We consider humans to be at the apex of social cognition. But we’re not the only animals that closely interact with each other. Marmosets, for example, are highly social creatures. In the wild, they choose to work together, sharing food and helping each other raise young.
In a new study, published Aug. 28 in Current Biology, Yale researchers, collaborating across Yale School of Medicine (YSM) and the Faculty of Arts and Sciences (FAS), created a novel approach for closely observing marmoset behavior. Combined with computational modeling, the study revealed sophisticated cooperative strategies utilized by marmoset pairs.
This new system could help improve the way psychologists study social cognition and lead to a better understanding of disorders in which it is impaired, such as autism spectrum disorder.

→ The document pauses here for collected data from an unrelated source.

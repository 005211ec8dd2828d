//! End-to-end publish cycle tests
//!
//! Drives the scheduler with the in-crate mocks and checks what reaches the
//! broker: topic order, retained flags, discovery payloads and exit codes.

use pws2mqtt::config::Config;
use pws2mqtt::error::exit_codes;
use pws2mqtt::scheduler::Scheduler;
use pws2mqtt::testing::{MockTransport, MockWeatherSource};
use pws2mqtt::transport::BrokerEvent;
use pws2mqtt::weather::{FetchError, MetricGroup, Observation, StationRetrier};
use serde_json::Value;
use std::collections::HashMap;
use std::time::Duration;
use tokio::sync::mpsc;

fn one_shot_config(stations: &str, max_retries: &str) -> Config {
    let env = HashMap::from([
        ("SENSOR_SET_NAME", "backyard".to_string()),
        ("WU_API_KEY", "test-api-key".to_string()),
        ("WU_STATION_IDS", stations.to_string()),
        ("WU_MAX_RETRIES", max_retries.to_string()),
        ("MQTT_HOST", "localhost".to_string()),
        ("MQTT_PORT", "1883".to_string()),
        ("POLL_INTERVAL", "once".to_string()),
    ]);
    Config::from_lookup(|key| env.get(key).cloned()).unwrap()
}

fn humidity_and_temperature() -> Observation {
    Observation {
        humidity: Some(55.0),
        metric: Some(MetricGroup {
            temp: Some(18.2),
            ..Default::default()
        }),
        ..Default::default()
    }
}

async fn connected() -> (mpsc::Sender<BrokerEvent>, mpsc::Receiver<BrokerEvent>) {
    let (tx, rx) = mpsc::channel(4);
    tx.send(BrokerEvent::Connected).await.unwrap();
    (tx, rx)
}

#[tokio::test]
async fn test_humidity_and_temperature_publish_four_retained_messages() {
    let config = one_shot_config("KTEST1", "5");
    let source = MockWeatherSource::new().succeed_on_attempt("KTEST1", 1, humidity_and_temperature());
    let transport = MockTransport::new();
    let (_tx, rx) = connected().await;

    Scheduler::new(&config, &source, &transport)
        .run(rx)
        .await
        .unwrap();

    let messages = transport.get_published_messages().await;
    let topics: Vec<&str> = messages.iter().map(|m| m.topic.as_str()).collect();
    assert_eq!(
        topics,
        vec![
            "homeassistant/sensor/backyard/humidity/config",
            "homeassistant/sensor/backyard/humidity/state",
            "homeassistant/sensor/backyard/temperature/config",
            "homeassistant/sensor/backyard/temperature/state",
        ]
    );
    assert!(messages.iter().all(|m| m.retain));

    let config_payload: Value = serde_json::from_slice(&messages[2].payload).unwrap();
    assert_eq!(config_payload["name"], "backyard Temperature");
    assert_eq!(config_payload["unique_id"], "backyard_temperature");
    assert_eq!(
        config_payload["state_topic"],
        "homeassistant/sensor/backyard/temperature/state"
    );
    assert_eq!(config_payload["device"]["identifiers"][0], "backyard");
    assert_eq!(config_payload["device"]["manufacturer"], "Weather Underground");

    assert_eq!(messages[1].payload_str(), "55");
    assert_eq!(messages[3].payload_str(), "18.2");
}

#[tokio::test(start_paused = true)]
async fn test_fallback_after_station_exhausts_retries() {
    let config = one_shot_config("A,B", "2");
    let source = MockWeatherSource::new()
        .always_fail("A", FetchError::Status { status: 500 })
        .succeed_on_attempt("B", 1, humidity_and_temperature());
    let transport = MockTransport::new();
    let (_tx, rx) = connected().await;

    Scheduler::new(&config, &source, &transport)
        .run(rx)
        .await
        .unwrap();

    assert_eq!(source.calls().await, vec!["A", "A", "B"]);
    assert_eq!(transport.get_published_messages().await.len(), 4);
}

#[tokio::test]
async fn test_null_pressure_publishes_no_pressure_topics() {
    let config = one_shot_config("KTEST1", "1");
    let observation = Observation {
        metric: Some(MetricGroup {
            temp: Some(18.2),
            pressure: None,
            ..Default::default()
        }),
        ..Default::default()
    };
    let source = MockWeatherSource::new().succeed_on_attempt("KTEST1", 1, observation);
    let transport = MockTransport::new();
    let (_tx, rx) = connected().await;

    Scheduler::new(&config, &source, &transport)
        .run(rx)
        .await
        .unwrap();

    let messages = transport.get_published_messages().await;
    assert!(!messages.iter().any(|m| m.topic.contains("/pressure/")));
    assert_eq!(messages.len(), 2);
}

#[tokio::test]
async fn test_all_stations_exhausted_exits_7_without_publishing() {
    let config = one_shot_config("A,B", "2");
    let source = MockWeatherSource::new()
        .always_fail("A", FetchError::NoContent)
        .always_fail("B", FetchError::NoObservations);
    let transport = MockTransport::new();
    let (_tx, rx) = connected().await;

    let error = Scheduler::new(&config, &source, &transport)
        .with_retrier(StationRetrier::new(2).with_retry_delay(Duration::ZERO))
        .run(rx)
        .await
        .unwrap_err();

    assert_eq!(error.exit_code(), exit_codes::STATIONS_EXHAUSTED);
    assert_eq!(source.calls().await, vec!["A", "A", "B", "B"]);
    assert!(transport.get_published_messages().await.is_empty());
}

#[tokio::test]
async fn test_broker_offline_before_connect_exits_5_without_fetching() {
    let config = one_shot_config("KTEST1", "5");
    let source = MockWeatherSource::new().succeed_on_attempt("KTEST1", 1, humidity_and_temperature());
    let transport = MockTransport::new();
    let (tx, rx) = mpsc::channel(1);
    tx.send(BrokerEvent::Offline("connection refused".to_string()))
        .await
        .unwrap();

    let error = Scheduler::new(&config, &source, &transport)
        .run(rx)
        .await
        .unwrap_err();

    assert_eq!(error.exit_code(), exit_codes::BROKER_CLOSED);
    assert!(source.calls().await.is_empty());
    assert!(transport.get_published_messages().await.is_empty());
}

#[tokio::test]
async fn test_consecutive_cycles_republish_retained_state() {
    let config = one_shot_config("KTEST1", "1");
    let source = MockWeatherSource::new().succeed_on_attempt("KTEST1", 1, humidity_and_temperature());
    let transport = MockTransport::new();
    let scheduler = Scheduler::new(&config, &source, &transport);

    scheduler.run_cycle().await.unwrap();
    scheduler.run_cycle().await.unwrap();

    let state = transport
        .messages_for("homeassistant/sensor/backyard/humidity/state")
        .await;
    assert_eq!(state.len(), 2);
    assert!(state.iter().all(|m| m.retain && m.payload_str() == "55"));
}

“This particular study established a paradigm that allows us to obtain high throughput behavioral data,” says Monika Jadi, PhD, associate professor of psychiatry at YSM and co-principal investigator. “So, we can now start probing the brain areas that are involved in social cognition and understanding how they are involved.”
The current established paradigm for studying marmoset social cognition is cumbersome and limits the amount of data researchers can obtain. “It’s not ideal for studying complex behavior dynamics,” says Steve Chang, PhD, associate professor of psychology in FAS and co-principal investigator.
Furthermore, the paradigm involves manually observing and scoring behaviors. “It’s a slow and error-prone process, which does not provide mechanistic insights into what the animals are doing,” says Anirvan Nandy, PhD, associate professor of neuroscience and co-principal investigator.
We can now start probing the brain areas that are involved in social cognition and understanding how they are involved.
Monika Jadi, PhD
In the new study, the team used a new apparatus that they developed—Marmoset Apparatus for Automated Pulling—which requires a pair of marmosets to work together, pulling levers within a certain timeframe in order to receive a reward. The researchers also set up cameras around the apparatus, enabling them to track moment-by-moment where the animals were looking.
This rich set of behavioral data allowed the team to build a computational model for understanding the various cooperative strategies that the marmosets utilized.
Marmosets show flexibility during cooperation
The researchers discovered that marmosets used different types of strategies to cooperate. In some cases, one marmoset would monitor what the other was doing to help time its pull, which researchers refer to as a “social gaze-dependent strategy.” In other instances, the animals got into a rhythm and synchronized their pulls without looking at each other, using a “social gaze-independent strategy.”
The marmosets showed flexibility when choosing strategies. When the duo was performing well, they tended to use social gaze-independent rhythmic pulling. But at times when they struggled to synchronize, they switched to social gaze-dependent strategies. In other words, the animals would look at each other more as they strived to find a rhythm.
The primates also chose different strategies based on their partner. For instance, if one marmoset struggled to pull the lever within the allotted time frame, the researchers found that its partner would adapt, such as pulling the lever twice to give the first marmoset more time. But when paired with a new partner who did not struggle with timing, the marmoset would revert to pulling only once.
“Pulling strategies of the same monkey can alternate back and forth,” says Chang. “They are using partner identity to adjust how they are interacting with the device.”
Furthermore, the dominant member of the pair tended to pull the lever after the subordinate. “The dominant was monitoring what the subordinate was doing and timing their pulls,” says Nandy.
The findings highlighted how marmosets proactively looked for ways to cooperate with one another. “They’re motivated to figure out the best way to work together for mutual benefit,” says Chang. “And they can adjust their strategies to achieve that benefit.”
Expanding our understanding of social cognition
The researchers are now combining their new system with neural recording to better understand how neurons encode cooperative strategies. Down the road, this type of research could lead to better understanding of disorders such as autism spectrum disorder, in which individuals often struggle with behavioral rigidity.
“This work opens up a whole realm of possibilities around studying complex social cognition at large,” says Nandy.
Olivia Meisner, PhD, a former graduate student from YSM’s Interdepartmental Neuroscience Program, and Weikang Shi, PhD, a Wu Tsai Institute postdoctoral fellow, were co-first authors of the study.
This work was supported by the National Science Foundation (award DGE2139841), the National Institute of Mental Health (award R21MH126072), the National Eye Institute (award P30EY026878), and Yale University. The content is solely the responsibility of the authors and does not necessarily represent the official views of the National Institutes of Health or National Science Foundation. Additional support was provided by the Simons Foundation Autism Research Initiative and the Wu Tsai Institute.